"San Andreas" : Un film vraiment catastrophe

The Rock a une deuxième chance de sauver sa famille du pire séisme de l’histoire…

Hubert Heyrendt

The Rock a une deuxième chance de sauver sa famille du pire séisme de l’histoire…

Titre, affiche, bande-annonce, The Rock… On ne peut pas dire que "San Andreas" prend le spectateur par surprise. On sait qu’on va voir le plus grand tremblement de terre de l’histoire du cinéma avec des sols qui se lézardent, des immeubles qui se désagrègent, des vagues géantes destructrices… Tout est là et bien là. A la puissance 1000 et avec un premier degré à toute épreuve. A moins d’opter pour une lecture au 36e degré tant tout est convenu jusqu’au ridicule. C’est tellement too much qu’on peut effectivement se demander si les scénaristes (ils s’y sont quand même mis à six pour accoucher de ce script indigent) ne se sont pas amusés à jouer en sous-texte avec tous les topos du film catastrophe hollywoodien.

Ce qui frappe d’abord dans "San Andreas", c’est la quête personnelle du héros, campé par l’ex-catcheur tout en muscles Dwayne Johnson. Il incarne Ray, ancien pilote d’hélicoptère de l’armée en Afghanistan spécialiste aujourd’hui du sauvetage impossible pour les pompiers de Los Angeles. Comme en témoigne la première scène, qui installe d’emblée le personnage comme un prototype du héros américain. Sauf que face à une menace naturelle qui dépasse l’humanité (le fameux Big One qui détruira irrémédiablement la Californie, installée sur la faille de San Andreas), Ray ne se bat pas pour sauver la Terre, ou à tout le moins les Etats-Unis. Il se bat pour sa famille. Sur le point de divorcer, il va en effet tout faire pour te reconstruire son paradis perdu : récupérer son ex au sommet d’une tour à la dérive de L.A. et aller récupérer sa fille (Alexandra Daddario, bimbo brune aux yeux bleus) coincée à San Francisco, l’épicentre du séisme d’une magnitude de 9,6 sur l’échelle de Richter (le plus gros jamais enregistré évidemment). Très égoïstement, cette catastrophe est une deuxième chance pour celui qui n’a pu sauver de la noyade son autre fille et son couple…

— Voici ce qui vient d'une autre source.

//! Ledger client seam.
//!
//! Everything that needs the network goes through [`LedgerClient`]. The shipped
//! implementation, [`RelayLedgerClient`], forwards frozen transactions to an
//! operator-run signing relay over JSON-RPC; tests plug in their own.

use async_trait::async_trait;
use reqwest::Client;
use secrecy::{ExposeSecret, SecretString};
use serde_json::{json, Value};
use thiserror::Error;
use tracing::{debug, error};
use url::Url;

use super::models::{AccountId, LedgerId, PublicKey, TransactionReceipt};
use super::transaction::{Transaction, TransactionError};

#[derive(Error, Debug)]
pub enum LedgerError {
    #[error("no ledger relay is configured; set LEDGER_RELAY_URL to submit transactions")]
    NotConfigured,
    #[error("ledger request failed: {0}")]
    Http(#[from] reqwest::Error),
    #[error("ledger relay error: {0}")]
    Rpc(String),
    #[error("transaction {transaction_id} failed with status {status}")]
    ReceiptStatus { transaction_id: String, status: i32 },
    #[error("unexpected ledger response: {0}")]
    Decode(String),
    #[error(transparent)]
    Transaction(#[from] TransactionError),
}

#[async_trait]
pub trait LedgerClient: Send + Sync {
    fn ledger_id(&self) -> LedgerId;

    fn operator_account_id(&self) -> Option<AccountId>;

    fn operator_public_key(&self) -> Option<PublicKey>;

    /// Submits a frozen transaction and waits for its receipt.
    async fn submit(&self, tx: &Transaction) -> Result<TransactionReceipt, LedgerError>;
}

pub struct RelayLedgerClient {
    http: Client,
    ledger_id: LedgerId,
    operator_account_id: Option<AccountId>,
    operator_public_key: Option<PublicKey>,
    relay_url: Option<Url>,
    relay_token: Option<SecretString>,
}

impl RelayLedgerClient {
    pub fn new(ledger_id: LedgerId) -> Self {
        Self {
            http: Client::new(),
            ledger_id,
            operator_account_id: None,
            operator_public_key: None,
            relay_url: None,
            relay_token: None,
        }
    }

    pub fn with_operator(mut self, account_id: Option<AccountId>, public_key: Option<PublicKey>) -> Self {
        self.operator_account_id = account_id;
        self.operator_public_key = public_key;
        self
    }

    pub fn with_relay(mut self, url: Url, token: Option<SecretString>) -> Self {
        self.relay_url = Some(url);
        self.relay_token = token;
        self
    }
}

#[async_trait]
impl LedgerClient for RelayLedgerClient {
    fn ledger_id(&self) -> LedgerId {
        self.ledger_id
    }

    fn operator_account_id(&self) -> Option<AccountId> {
        self.operator_account_id
    }

    fn operator_public_key(&self) -> Option<PublicKey> {
        self.operator_public_key.clone()
    }

    async fn submit(&self, tx: &Transaction) -> Result<TransactionReceipt, LedgerError> {
        let relay_url = self.relay_url.as_ref().ok_or(LedgerError::NotConfigured)?;
        let bytes = tx.to_bytes()?;
        let transaction_id = tx.transaction_id().map(|id| id.to_string()).unwrap_or_default();

        let payload = json!({
            "jsonrpc": "2.0",
            "method": "ledger_submitTransaction",
            "params": {
                "network": self.ledger_id.to_string(),
                "transaction": format!("0x{}", hex::encode(bytes)),
            },
            "id": uuid::Uuid::new_v4().to_string()
        });
        debug!("Submitting {} transaction {} to relay", tx.body().kind(), transaction_id);

        let mut request = self.http.post(relay_url.as_str()).json(&payload);
        if let Some(token) = &self.relay_token {
            request = request.bearer_auth(token.expose_secret());
        }
        let v: Value = request.send().await?.json().await?;
        if let Some(err) = v.get("error") {
            error!("Relay rejected transaction {}: {}", transaction_id, err);
            return Err(LedgerError::Rpc(err.to_string()));
        }

        let receipt: TransactionReceipt = serde_json::from_value(v["result"].clone())
            .map_err(|e| LedgerError::Decode(e.to_string()))?;
        if !receipt.is_success() {
            return Err(LedgerError::ReceiptStatus {
                transaction_id,
                status: receipt.status,
            });
        }
        Ok(receipt)
    }
}
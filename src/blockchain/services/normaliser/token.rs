// src/blockchain/services/normaliser/token.rs

use std::str::FromStr;

use tracing::debug;
use validator::Validate;

use super::{sum_overflow, to_base_i64};
use crate::blockchain::client::LedgerClient;
use crate::blockchain::models::{AccountRef, TokenId, TokenSupplyType, TokenType};
use crate::blockchain::services::mirrornode::MirrorNodeService;
use crate::blockchain::services::resolver::{
    default_account, default_account_public_key, parse_account_ref, resolve_account,
};
use crate::config::Context;
use crate::error::ToolError;
use crate::params::token::{
    AirdropFungibleTokenParameters, AirdropFungibleTokenParametersNormalised,
    CreateFungibleTokenParameters, CreateNonFungibleTokenParameters, CreateTokenParametersNormalised,
    MintFungibleTokenParameters, MintNonFungibleTokenParameters, MintTokenParametersNormalised,
    SupplyTypeParameter, TokenTransfer,
};

const DEFAULT_NFT_MAX_SUPPLY: u64 = 100;

fn resolve_treasury(
    given: Option<&str>,
    context: &Context,
    client: &dyn LedgerClient,
) -> Result<AccountRef, ToolError> {
    match given.map(str::trim).filter(|s| !s.is_empty()) {
        Some(treasury) => parse_account_ref(treasury),
        None => default_account(context, client)
            .map(AccountRef::Id)
            .ok_or_else(|| ToolError::InsufficientContext("Must include treasury account ID".to_string())),
    }
}

async fn token_decimals(token_id: &TokenId, mirror: &dyn MirrorNodeService) -> Result<u8, ToolError> {
    let info = mirror.get_token_info(&token_id.to_string()).await?;
    Ok(info.decimals()?)
}

pub async fn normalise_create_fungible_token(
    params: CreateFungibleTokenParameters,
    context: &Context,
    client: &dyn LedgerClient,
    mirror: &dyn MirrorNodeService,
) -> Result<CreateTokenParametersNormalised, ToolError> {
    params.validate()?;
    let treasury_account_id = resolve_treasury(params.treasury_account_id.as_deref(), context, client)?;

    let decimals = params.decimals.unwrap_or(0);
    let initial_supply = match &params.initial_supply {
        Some(amount) => to_base_i64(amount, decimals)?,
        None => 0,
    };

    let supply_type = match params.supply_type.unwrap_or(SupplyTypeParameter::Infinite) {
        SupplyTypeParameter::Finite => TokenSupplyType::Finite,
        SupplyTypeParameter::Infinite => TokenSupplyType::Infinite,
    };

    let max_supply = match supply_type {
        TokenSupplyType::Finite => {
            let missing = || ToolError::validation("Must include max supply for finite supply type");
            let max_supply = to_base_i64(params.max_supply.as_ref().ok_or_else(missing)?, decimals)?;
            if max_supply == 0 {
                return Err(missing());
            }
            if initial_supply > max_supply {
                return Err(ToolError::validation(format!(
                    "Initial supply ({}) cannot exceed max supply ({})",
                    initial_supply, max_supply
                )));
            }
            Some(max_supply)
        }
        TokenSupplyType::Infinite => None,
    };

    let supply_key = if params.is_supply_key == Some(true) {
        let key = default_account_public_key(context, client, mirror).await?.ok_or_else(|| {
            ToolError::InsufficientContext("Could not determine a public key for the supply key".to_string())
        })?;
        Some(key)
    } else {
        None
    };

    let normalised = CreateTokenParametersNormalised {
        token_name: params.token_name,
        token_symbol: params.token_symbol,
        token_memo: params.token_memo,
        token_type: TokenType::FungibleCommon,
        decimals,
        initial_supply,
        supply_type,
        max_supply,
        treasury_account_id,
        supply_key,
        auto_renew_account_id: default_account(context, client),
    };
    debug!("Normalised fungible token create: {:?}", normalised);
    Ok(normalised)
}

pub async fn normalise_create_non_fungible_token(
    params: CreateNonFungibleTokenParameters,
    context: &Context,
    client: &dyn LedgerClient,
    mirror: &dyn MirrorNodeService,
) -> Result<CreateTokenParametersNormalised, ToolError> {
    params.validate()?;
    let treasury_account_id = resolve_treasury(params.treasury_account_id.as_deref(), context, client)?;

    // An NFT collection always carries a supply key.
    let supply_key = default_account_public_key(context, client, mirror).await?.ok_or_else(|| {
        ToolError::InsufficientContext("Could not determine a public key for the supply key".to_string())
    })?;

    let max_supply = params.max_supply.unwrap_or(DEFAULT_NFT_MAX_SUPPLY);
    let max_supply = i64::try_from(max_supply)
        .map_err(|_| ToolError::InvalidAmount(format!("Invalid max supply: {}", max_supply)))?;

    Ok(CreateTokenParametersNormalised {
        token_name: params.token_name,
        token_symbol: params.token_symbol,
        token_memo: None,
        token_type: TokenType::NonFungibleUnique,
        decimals: 0,
        initial_supply: 0,
        supply_type: TokenSupplyType::Finite,
        max_supply: Some(max_supply),
        treasury_account_id,
        supply_key: Some(supply_key),
        auto_renew_account_id: default_account(context, client),
    })
}

pub async fn normalise_mint_fungible_token(
    params: MintFungibleTokenParameters,
    mirror: &dyn MirrorNodeService,
) -> Result<MintTokenParametersNormalised, ToolError> {
    params.validate()?;
    let token_id = TokenId::from_str(&params.token_id)?;
    let decimals = token_decimals(&token_id, mirror).await?;
    let amount = to_base_i64(&params.amount, decimals)?;

    Ok(MintTokenParametersNormalised {
        token_id,
        amount: amount as u64,
        metadata: Vec::new(),
    })
}

pub fn normalise_mint_non_fungible_token(
    params: MintNonFungibleTokenParameters,
) -> Result<MintTokenParametersNormalised, ToolError> {
    params.validate()?;
    let token_id = TokenId::from_str(&params.token_id)?;
    let metadata = params.uris.into_iter().map(String::into_bytes).collect();

    Ok(MintTokenParametersNormalised {
        token_id,
        amount: 0,
        metadata,
    })
}

/// Builds the token transfer list. Zero-amount recipients are allowed; negative ones are not.
pub async fn normalise_airdrop_fungible_token(
    params: AirdropFungibleTokenParameters,
    context: &Context,
    client: &dyn LedgerClient,
    mirror: &dyn MirrorNodeService,
) -> Result<AirdropFungibleTokenParametersNormalised, ToolError> {
    params.validate()?;
    let source = resolve_account(params.source_account_id.as_deref(), context, client)?;
    let token_id = TokenId::from_str(&params.token_id)?;
    let decimals = token_decimals(&token_id, mirror).await?;

    let mut token_transfers = Vec::with_capacity(params.recipients.len() + 1);
    let mut total: i64 = 0;
    for recipient in &params.recipients {
        if recipient.amount.is_negative() {
            return Err(ToolError::InvalidAmount(format!(
                "Invalid recipient amount: {}",
                recipient.amount
            )));
        }
        let amount = to_base_i64(&recipient.amount, decimals)?;
        total = total.checked_add(amount).ok_or_else(sum_overflow)?;
        token_transfers.push(TokenTransfer {
            token_id,
            account_id: parse_account_ref(&recipient.account_id)?,
            amount,
        });
    }

    token_transfers.push(TokenTransfer {
        token_id,
        account_id: source,
        amount: -total,
    });

    Ok(AirdropFungibleTokenParametersNormalised {
        token_transfers,
        transaction_memo: params.transaction_memo,
    })
}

Hormis cette perversité scénaristique (qui permet au film d’en rajouter une couche la rédemption obligée du héros hollywoodien), "San Andreas" n’oublie aucun poncif du genre. On a évidemment le scientifique visionnaire (campé par Paul Giamatti, en dehors de sa zone de confort), les scènes d’action obligées (forcément impressionnantes) et un jeu caricatural sur le suspense et les cliffhangers qui ne s’encombre aucunement de la vraisemblance.

Face à un nanar de compétition comme celui-là, on en vient effectivement à se poser la question des véritables intentions des scénaristes, sans doute plus pervers qu’il n’y paraît. On a en effet peine à croire à ce que ce film ait été pensé au premier degré. Même si la mise en scène du jeune Canadien Brad Peyton (qui avait déjà commis "Voyage au centre de la Terre 2") est totalement bourrine, le ton général est tellement ridicule qu’on aimerait voir en "San Andreas" une pochade à 100 millions de dollars politiquement très incorrecte. Qui se conclut (attention spoiler) de façon outrancière avec un héros, sur fond de bannière étoilée battant au vent, déclarant d’un air inspiré : "And now we rebuild !" Avec des clins d’œil bien appuyés au 11 Septembre et à la façon dont les Etats-Unis ont réussi à se reconstruire. On en pleurerait tellement c’est beau… On en rirait tellement c’est con.


"San Andreas" : Un film vraiment catastrophe
©DR

 Réalisation : Brad Peyton. Scénario : Allan Loeb, Carlton Cuse… Musique : Andrew Lockington. Avec Dwayne Johnson, Carla Gugino, Paul Giamatti, Alexandra Daddario, Kylie Minogue… 1h55.